Problem statement:
Please copy every line from the records below that contains the string "HealthMonitor".
* * * * * * *
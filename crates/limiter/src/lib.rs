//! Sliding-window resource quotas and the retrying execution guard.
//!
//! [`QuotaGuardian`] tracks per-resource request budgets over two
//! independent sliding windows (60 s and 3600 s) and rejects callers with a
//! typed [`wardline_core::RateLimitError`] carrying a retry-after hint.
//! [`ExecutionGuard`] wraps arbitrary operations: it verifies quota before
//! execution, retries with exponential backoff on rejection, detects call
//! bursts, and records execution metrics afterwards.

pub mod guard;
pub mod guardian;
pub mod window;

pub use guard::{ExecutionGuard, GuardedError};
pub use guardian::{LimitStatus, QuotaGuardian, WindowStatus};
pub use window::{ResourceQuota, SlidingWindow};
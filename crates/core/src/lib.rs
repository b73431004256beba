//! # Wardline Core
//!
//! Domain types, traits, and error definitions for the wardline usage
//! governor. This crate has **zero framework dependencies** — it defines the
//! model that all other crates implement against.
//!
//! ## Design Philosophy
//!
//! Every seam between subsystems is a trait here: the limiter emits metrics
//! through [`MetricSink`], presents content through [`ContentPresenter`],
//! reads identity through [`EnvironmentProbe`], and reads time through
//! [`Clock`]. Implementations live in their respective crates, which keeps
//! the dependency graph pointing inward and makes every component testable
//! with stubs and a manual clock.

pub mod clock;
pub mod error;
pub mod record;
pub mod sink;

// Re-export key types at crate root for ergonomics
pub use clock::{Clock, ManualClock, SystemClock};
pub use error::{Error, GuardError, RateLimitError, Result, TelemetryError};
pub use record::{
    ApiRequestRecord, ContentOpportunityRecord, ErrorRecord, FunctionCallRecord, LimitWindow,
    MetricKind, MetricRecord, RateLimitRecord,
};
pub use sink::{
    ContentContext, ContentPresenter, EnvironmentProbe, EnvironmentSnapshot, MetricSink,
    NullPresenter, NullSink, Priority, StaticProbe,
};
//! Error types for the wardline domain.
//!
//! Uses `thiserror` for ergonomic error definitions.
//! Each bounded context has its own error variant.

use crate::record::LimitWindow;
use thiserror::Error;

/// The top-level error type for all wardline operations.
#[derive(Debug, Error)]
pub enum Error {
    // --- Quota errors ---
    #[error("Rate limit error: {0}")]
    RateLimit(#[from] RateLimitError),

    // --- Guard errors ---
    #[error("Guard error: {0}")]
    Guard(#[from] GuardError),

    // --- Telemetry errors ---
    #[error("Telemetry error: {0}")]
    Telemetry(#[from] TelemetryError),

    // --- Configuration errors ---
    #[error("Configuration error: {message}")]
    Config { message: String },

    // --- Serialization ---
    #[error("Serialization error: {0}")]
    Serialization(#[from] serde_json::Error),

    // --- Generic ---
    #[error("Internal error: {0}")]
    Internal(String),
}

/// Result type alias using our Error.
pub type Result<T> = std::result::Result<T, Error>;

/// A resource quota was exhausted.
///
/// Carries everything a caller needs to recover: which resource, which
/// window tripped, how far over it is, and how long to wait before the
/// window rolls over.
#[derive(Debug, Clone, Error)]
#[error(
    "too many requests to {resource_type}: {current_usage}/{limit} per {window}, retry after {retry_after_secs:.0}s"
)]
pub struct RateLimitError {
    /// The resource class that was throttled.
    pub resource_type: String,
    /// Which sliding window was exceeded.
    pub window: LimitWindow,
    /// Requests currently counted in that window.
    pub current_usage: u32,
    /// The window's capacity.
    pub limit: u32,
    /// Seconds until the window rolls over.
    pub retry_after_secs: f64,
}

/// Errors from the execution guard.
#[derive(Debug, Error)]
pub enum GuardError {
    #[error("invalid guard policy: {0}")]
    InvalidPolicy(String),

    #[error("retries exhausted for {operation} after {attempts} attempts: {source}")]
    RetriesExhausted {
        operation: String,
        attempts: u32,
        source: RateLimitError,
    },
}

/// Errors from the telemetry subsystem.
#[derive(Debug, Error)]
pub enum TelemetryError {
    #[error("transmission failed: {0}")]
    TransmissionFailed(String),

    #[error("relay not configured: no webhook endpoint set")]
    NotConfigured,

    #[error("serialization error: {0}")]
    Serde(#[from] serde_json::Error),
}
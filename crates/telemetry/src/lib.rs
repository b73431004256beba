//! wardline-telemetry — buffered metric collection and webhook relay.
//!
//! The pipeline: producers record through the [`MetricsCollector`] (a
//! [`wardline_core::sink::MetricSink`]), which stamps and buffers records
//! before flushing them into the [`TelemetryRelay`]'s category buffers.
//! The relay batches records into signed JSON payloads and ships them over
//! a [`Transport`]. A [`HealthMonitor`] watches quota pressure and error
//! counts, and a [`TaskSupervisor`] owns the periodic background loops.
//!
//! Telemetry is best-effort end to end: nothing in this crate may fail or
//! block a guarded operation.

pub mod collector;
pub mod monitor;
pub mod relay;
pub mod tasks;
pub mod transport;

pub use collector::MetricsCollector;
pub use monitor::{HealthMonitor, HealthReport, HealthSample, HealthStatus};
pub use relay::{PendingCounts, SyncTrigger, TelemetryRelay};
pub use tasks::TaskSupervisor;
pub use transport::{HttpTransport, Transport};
* * * * * * *
The completed task:
//! a [`Transport`]. A [`HealthMonitor`] watches quota pressure and error
pub use monitor::{HealthMonitor, HealthReport, HealthSample, HealthStatus};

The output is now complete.